The video for Coalesce's lead single 'Make Way' featuring Elsy Waymeyo, directed by Court, was included in RAGE's top 50 videos of 2023.

== Live Show ==
Motez debuted his live show at Womad Festival on March 12, 2022. The show featured live instrumentation by string and brass sections, kids' choir as well as guest vocalists including George Alice. The show was subsequently broadcast on Triple J as part of their 'Live at the Wireless' series which aired in May 2022. The show was dubbed as "a spectacular combination of powerful dance beats with a stunning light show" by The AU Review. In an interview with Roland, Motez said "I first attended Womadelaide soon after moving to Australia and I dreamt of playing there one day. I understood that the stakes were high, the calibre of musicianship and showmanship was incredible, so I thought if I ever put on a show there it must be more than just about music. It has to be an audio-visual experience matched with a lot of live instrumentation. I am a musician first and foremost, and so presenting my live show for the first time at Womadelaide I had go all out."

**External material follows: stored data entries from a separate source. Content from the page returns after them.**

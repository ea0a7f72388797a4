//! Error and cancellation types for the facade.
//!
//! `TtelError` composes each subsystem's own error with the facade-level
//! kinds that have no single owning subsystem, the way `anyhow`/`thiserror`
//! are already split in this codebase: typed errors inside library crates,
//! `#[from]` composition at the boundary that orchestrates them.

use thiserror::Error;
use ttel_record::EventTime;

#[derive(Debug, Error)]
pub enum TtelError {
    #[error("replay cursor out of sync: expected event_time {expected}, found {found}")]
    OutOfSync { expected: EventTime, found: EventTime },

    #[error("mode misuse: {0}")]
    ModeMisuse(&'static str),

    #[error("host architecture mismatch: log recorded on {recorded:?}, replaying on {current:?}")]
    ArchMismatch { recorded: String, current: String },

    #[error("diagnostics flag mismatch: log recorded with diag_enabled={recorded}, replaying with {current}")]
    DiagMismatch { recorded: bool, current: bool },

    #[error("missing property record for id {0}")]
    PropertyGap(u32),

    #[error("stream I/O error")]
    StreamIo(#[from] std::io::Error),

    #[error("log serialization error")]
    Serde(#[from] serde_json::Error),

    #[error(transparent)]
    Arena(#[from] ttel_arena::ArenaError),

    #[error(transparent)]
    EventStore(#[from] ttel_record::EventStoreError),

    #[error(transparent)]
    Mode(#[from] ttel_mode::ModeError),

    #[error(transparent)]
    Snapshot(#[from] ttel_snapshot::SnapshotError),
}

/// An intentional, structured unwind out of replay — not a failure of the
/// log itself. Kept out of `TtelError` on purpose: a caller matching on
/// `ReplayFailure` is forced to handle cancellation separately from a
/// genuine bug or I/O error, rather than lumping both under one `Err`.
#[derive(Debug, Clone, PartialEq)]
pub enum DebuggerAbort {
    EndOfLog,
    Explicit {
        target_event_time: Option<EventTime>,
        message: String,
    },
}

#[derive(Debug)]
pub enum ReplayFailure {
    Fatal(TtelError),
    Abort(DebuggerAbort),
}

impl From<TtelError> for ReplayFailure {
    fn from(e: TtelError) -> Self {
        ReplayFailure::Fatal(e)
    }
}

impl std::fmt::Display for ReplayFailure {
    fn fmt(&self, f: &mut std::fmt::Formatter<'_>) -> std::fmt::Result {
        match self {
            ReplayFailure::Fatal(e) => write!(f, "{e}"),
            ReplayFailure::Abort(DebuggerAbort::EndOfLog) => write!(f, "end of log"),
            ReplayFailure::Abort(DebuggerAbort::Explicit { message, .. }) => {
                write!(f, "debugger abort: {message}")
            }
        }
    }
}

impl std::error::Error for ReplayFailure {}
//! External-call scope guards and the script-host contract they drive.
//!
//! The guard types below are the RAII analogue of the poppers in the
//! original implementation, and are built the same way `core-terminal`'s
//! `TerminalGuard` guarantees `leave()` fires on every exit path: an `active`
//! flag consumed by the "happy path" method, checked unconditionally by
//! `Drop`.

use ttel_record::{ArgValue, EventTime};

/// What a `ScopeGuard` needs from whatever owns the event log, kept as a
/// trait (à la `core-plugin`'s `PluginHost`) so this crate never depends on
/// the facade crate that implements it.
pub trait ExternalCallSink {
    /// Appends a `…Begin` event and returns `(matching_begin_time,
    /// root_nesting_depth)` for the caller to hand back on completion.
    fn record_external_call_begin(&mut self, host_callback_id: i64) -> (EventTime, i32);

    fn record_external_call_end(
        &mut self,
        matching_begin_time: EventTime,
        root_nesting_depth: i32,
        has_script_exception: bool,
        has_terminating_exception: bool,
        return_value: ArgValue,
    );

    fn has_immediate_exception_frame(&self) -> bool;
    fn has_recorded_exception(&self) -> bool;
    fn now(&self) -> f64;
    fn increment_elapsed_snapshot_time(&mut self, added: f64);
}

/// Script-engine contract `ttel-log` drives replay through. Every method has
/// a default no-op so a test harness can implement only what a given
/// scenario exercises, the same default-method pattern `core-events`'
/// `EventHooks` trait uses.
pub trait ScriptHost {
    fn execute_host_action(&mut self, _action: &ttel_record::HostAction) {}
    fn date_now(&self) -> f64 {
        0.0
    }
}

/// Guards the script-invoking-host call boundary (`ExternalCall…`).
pub struct ExternalCallGuard<'a, S: ExternalCallSink> {
    sink: &'a mut S,
    matching_begin_time: EventTime,
    root_nesting_depth: i32,
    active: bool,
}

impl<'a, S: ExternalCallSink> ExternalCallGuard<'a, S> {
    pub fn begin(sink: &'a mut S, host_callback_id: i64) -> Self {
        let (matching_begin_time, root_nesting_depth) =
            sink.record_external_call_begin(host_callback_id);
        tracing::trace!(target: "ttel.host", matching_begin_time, root_nesting_depth, "external call begin");
        Self {
            sink,
            matching_begin_time,
            root_nesting_depth,
            active: true,
        }
    }

    /// Normal completion: appends the matching `…End` with the real return
    /// value, then disarms so `Drop` is a no-op.
    pub fn normal_return(mut self, return_value: ArgValue) {
        let has_script_exception = self.sink.has_recorded_exception();
        self.sink.record_external_call_end(
            self.matching_begin_time,
            self.root_nesting_depth,
            has_script_exception,
            false,
            return_value,
        );
        self.active = false;
    }
}

impl<'a, S: ExternalCallSink> Drop for ExternalCallGuard<'a, S> {
    fn drop(&mut self) {
        if self.active {
            tracing::trace!(target: "ttel.host", matching_begin_time = self.matching_begin_time, "external call unwound without normal_return");
            self.sink.record_external_call_end(
                self.matching_begin_time,
                self.root_nesting_depth,
                true,
                false,
                ArgValue::Undefined,
            );
        }
    }
}

/// Guards the host-invoking-script call boundary (`JsRTCallFunction…`). The
/// fallback path differs from `ExternalCallGuard`'s in two ways that mirror
/// the source: the exception flag is unconditionally `true` (a fallback
/// drop here only ever means "no normal return happened"), and the elapsed
/// time since entry feeds the snapshot-policy clock.
pub struct JsrtCallGuard<'a, S: ExternalCallSink> {
    sink: &'a mut S,
    matching_begin_time: EventTime,
    root_nesting_depth: i32,
    start_time: f64,
    active: bool,
}

impl<'a, S: ExternalCallSink> JsrtCallGuard<'a, S> {
    pub fn begin(sink: &'a mut S, host_callback_id: i64) -> Self {
        let start_time = sink.now();
        let (matching_begin_time, root_nesting_depth) =
            sink.record_external_call_begin(host_callback_id);
        Self {
            sink,
            matching_begin_time,
            root_nesting_depth,
            start_time,
            active: true,
        }
    }

    pub fn normal_return(mut self, return_value: ArgValue, has_script_exception: bool) {
        self.sink.record_external_call_end(
            self.matching_begin_time,
            self.root_nesting_depth,
            has_script_exception,
            false,
            return_value,
        );
        self.sink
            .increment_elapsed_snapshot_time(self.sink.now() - self.start_time);
        self.active = false;
    }
}

impl<'a, S: ExternalCallSink> Drop for JsrtCallGuard<'a, S> {
    fn drop(&mut self) {
        if self.active {
            self.sink.record_external_call_end(
                self.matching_begin_time,
                self.root_nesting_depth,
                true,
                false,
                ArgValue::Undefined,
            );
            self.sink
                .increment_elapsed_snapshot_time(self.sink.now() - self.start_time);
        }
    }
}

== Installation Music & Other Ventures ==
In 2022, Motez along with long-time collaborators Mapped Design formed "Harsh Realities": an installation and art collective described as "a creative studio specialising in immersive audio-visual experiences that evoke thought, deconstruct ideas, and reveal beneath the surface.". Notable projects include ORBIT, showcased during Illuminate Adelaide, BREATHE, featured at Uni SA's Museum of Discovery, and PASSAGE, presented as part of Adelaide Fringe's 'Natural Wonders' series within the Adelaide Botanic Garden.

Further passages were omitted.